Táchira le aguó la fiesta a Nacional en el regreso de Armani

Imagen: www.colombia.com/deportes
Atlético Nacional no pudo celebrar el regreso de Franco Armani y firmó un debut amargo para Lucas González en el Atanasio Girardot. Deportivo Táchira le aguantó el pulso al verde y dejó señales de alarma en Medellín.
Atlético Nacional comenzó su nueva etapa con un tropiezo que dejó inquietud en Medellín: el regreso de Franco Armani no alcanzó para maquillar una noche gris, y Deportivo Táchira consiguió poner contra las cuerdas al equipo en el Atanasio Girardot. El estreno de Lucas González en casa terminó con más preguntas que certezas, en un partido que enfrió la expectativa de los hinchas que acudieron ilusionados a ver una versión renovada del conjunto antioqueño.
Según informó www.colombia.com/deportes, el cuadro verdolaga no logró imponer condiciones ante un rival venezolano que fue ordenado, competitivo y paciente para administrar los momentos del juego. La presencia de Armani, uno de los nombres que más expectativa generó en la jornada, le dio un componente emocional al encuentro, pero no fue suficiente para transformar la dinámica del equipo. Nacional mostró dificultades para traducir la posesión en ocasiones claras, y esa falta de contundencia terminó pesando más de la cuenta frente a un Táchira que supo sostenerse sin perder el control.

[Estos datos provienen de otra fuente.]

/// Informational findings: patterns already present in the codebase.
pub fn recognize_patterns(ctx: &AnalysisContext) -> Vec<PatternFinding> {
    let mut findings = Vec::new();

    let interfaces: BTreeSet<&str> = ctx
        .parsed()
        .flat_map(|f| f.result.classes.iter())
        .filter(|c| c.is_interface)
        .map(|c| c.name.as_str())
        .collect();

    let mut implementers: HashMap<&str, Vec<&str>> = HashMap::new();
    for file in ctx.parsed() {
        for class in &file.result.classes {
            for base in &class.bases {
                let base = base.rsplit('.').next().unwrap_or(base);
                let base = base.split(['<', '[']).next().unwrap_or(base);
                if interfaces.contains(base) {
                    implementers.entry(base).or_default().push(&class.name);
                }
            }
        }
    }

    for file in ctx.parsed() {
        for class in &file.result.classes {
            let finding = |kind: PatternKind, evidence: String| PatternFinding {
                kind,
                file_path: file.path().to_path_buf(),
                line: class.start_line,
                subject: class.name.clone(),
                evidence,
            };

            if let Some(evidence) = recognize_repository(class) {
                findings.push(finding(PatternKind::Repository, evidence));
            }
            if let Some(evidence) = recognize_factory(class) {
                findings.push(finding(PatternKind::Factory, evidence));
            }
            if class.is_interface {
                if let Some(impls) = implementers.get(class.name.as_str()) {
                    if impls.len() >= 2 {
                        let mut impls = impls.clone();
                        impls.sort_unstable();
                        impls.dedup();
                        findings.push(finding(
                            PatternKind::Strategy,
                            format!("implemented by {}", impls.join(", ")),
                        ));
                    }
                }
            }
            if let Some(ctor) = class.constructor() {
                let injected: Vec<&str> = ctor
                    .parameter_types
                    .iter()
                    .flatten()
                    .filter(|t| looks_abstract(t, &interfaces))
                    .map(String::as_str)
                    .collect();
                if !injected.is_empty() {
                    findings.push(finding(
                        PatternKind::DependencyInjection,
                        format!("constructor receives {}", injected.join(", ")),
                    ));
                }
            }
        }
    }

    findings.sort_by(|a, b| {
        a.kind
            .cmp(&b.kind)
            .then_with(|| a.file_path.cmp(&b.file_path))
            .then_with(|| a.line.cmp(&b.line))
            .then_with(|| a.subject.cmp(&b.subject))
    });
    findings
}

#[cfg(test)]
mod tests {
    use super::*;
    use crate::analysis::DependencyGraph;
    use crate::config::SelfLoopPolicy;
    use crate::model::SourceFile;
    use crate::parser::ParserRegistry;

    fn parse(path: &str, source: &str) -> ParsedFile {
        ParserRegistry::new().parse(&SourceFile::from_path(path, source).unwrap())
    }

    #[test]
    fn test_long_and_complex_methods() {
        let mut body = String::from("def process(x):\n");
        for i in 0..12 {
            body.push_str(&format!("    if x == {i}:\n        x += 1\n"));
        }
        for _ in 0..30 {
            body.push_str("    x += 1\n");
        }
        let file = parse("proc.py", &body);
        let config = Config::default();

        let long = detect_long_methods(&file, &config);
        assert_eq!(long.len(), 1);
        assert_eq!(long[0].line, Some(1));

        let complex = detect_complex_methods(&file, &config);
        assert_eq!(complex.len(), 1);
        assert_eq!(complex[0].details["complexity"], "13");
    }

    #[test]
    fn test_magic_numbers_aggregated_per_file() {
        let file = parse(
            "pricing.py",
            "RATE = 42\ndef a(x):\n    return x * 42\ndef b(x):\n    return x + 42 + 1\ndef c(x):\n    return x - 42\n",
        );
        let found = detect_magic_numbers(&file, &Config::default());
        assert_eq!(found.len(), 1);
        assert_eq!(found[0].line, Some(3));
        assert_eq!(found[0].details["values"], "42");
        assert_eq!(found[0].details["lines"], "3,5,7");
    }

    #[test]
    fn test_unused_imports_listed_together() {
        let file = parse(
            "app.py",
            "import os\nimport sys\nfrom typing import List, Dict\n\ndef f(x: List[int]):\n    return sys.argv\n",
        );
        let found = detect_unused_imports(&file);
        assert_eq!(found.len(), 1);
        assert_eq!(found[0].details["names"], "os,Dict");
        assert_eq!(found[0].line, Some(1));
    }

    #[test]
    fn test_init_files_are_not_checked_for_unused_imports() {
        let file = parse("pkg/__init__.py", "from .models import User\n");
        assert!(detect_unused_imports(&file).is_empty());
    }

    #[test]
    fn test_factory_opportunity() {
        let file = parse(
            "build.py",
            "a = Order(1, 2, 3, 4, 5)\nb = Order(1, 2, 3, 4, 5)\nc = Order(1, 2, 3, 4, 5, 6)\nd = Small(1)\n",
        );
        let found = detect_factory_opportunities(&file, &Config::default());
        assert_eq!(found.len(), 1);
        assert_eq!(found[0].details["class"], "Order");
    }

    #[test]
    fn test_global_state_written_from_two_functions() {
        let file = parse(
            "state.py",
            "_conn = None\ndef open_conn():\n    global _conn\n    _conn = 1\ndef close_conn():\n    global _conn\n    _conn = None\n",
        );
        let found = detect_global_state(&file);
        assert_eq!(found.len(), 1);
        assert_eq!(found[0].details["functions"], "close_conn,open_conn");
    }

    #[test]
    fn test_recognizes_positive_patterns() {
        let files = vec![
            parse(
                "repo.py",
                "class UserStore:\n    def get(self, id):\n        return self.db\n    def add(self, u):\n        self.db = u\n    def delete(self, id):\n        self.db = None\n",
            ),
            parse(
                "shapes.ts",
                "interface Shape { area(): number; }\nclass Circle implements Shape { area() { return 1; } }\nclass Square implements Shape { area() { return 2; } }\nclass ShapeMaker { static createCircle() { return new Circle(); } }\n",
            ),
            parse(
                "service.py",
                "class OrderService:\n    def __init__(self, repo: OrderRepository, clock):\n        self.repo = repo\n",
            ),
        ];
        let config = Config::default();
        let graph = DependencyGraph::build(&files, SelfLoopPolicy::Suppress);
        let ctx = AnalysisContext {
            files: &files,
            graph: &graph,
            config: &config,
        };
        let kinds: Vec<(PatternKind, String)> = recognize_patterns(&ctx)
            .into_iter()
            .map(|f| (f.kind, f.subject))
            .collect();
        let has = |kind: PatternKind, subject: &str| kinds.contains(&(kind, subject.to_string()));
        assert!(has(PatternKind::Repository, "UserStore"));
        assert!(has(PatternKind::Strategy, "Shape"));
        assert!(has(PatternKind::Factory, "ShapeMaker"));
        assert!(has(PatternKind::DependencyInjection, "OrderService"));
    }

    #[test]
    fn test_leading_word() {
        assert_eq!(leading_word("findById"), "find");
        assert_eq!(leading_word("save_all"), "save");
        assert_eq!(leading_word("_delete"), "delete");
    }
}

Lo que pasó en Medellín importa más allá del resultado puntual. Para Nacional, cada partido de este arranque tiene una lectura de proyecto: Lucas González no solo está siendo evaluado por los marcadores, sino por la identidad que pretende construir en un equipo históricamente exigente y acostumbrado a pelear títulos. Y en ese contexto, debutar en el Atanasio sin convencer golpea la confianza de la tribuna, que suele tener poca paciencia cuando percibe que el equipo no responde al tamaño de su historia. Para los aficionados, además, el mensaje es claro: los nombres pesan, pero no alcanzan si la propuesta colectiva no aparece.
El desafío para Nacional ahora será recomponer rápido, porque en clubes de esta dimensión los estrenos marcan el tono del debate interno y externo. Si el equipo no corrige la falta de claridad ofensiva y mejora su capacidad para dominar partidos cerrados, este tropiezo puede convertirse en el primer síntoma de una ruta más accidentada de lo esperado. Táchira, sin hacer demasiado ruido, dejó en evidencia que al verde todavía le falta rodaje para convertir la expectativa en resultados concretos.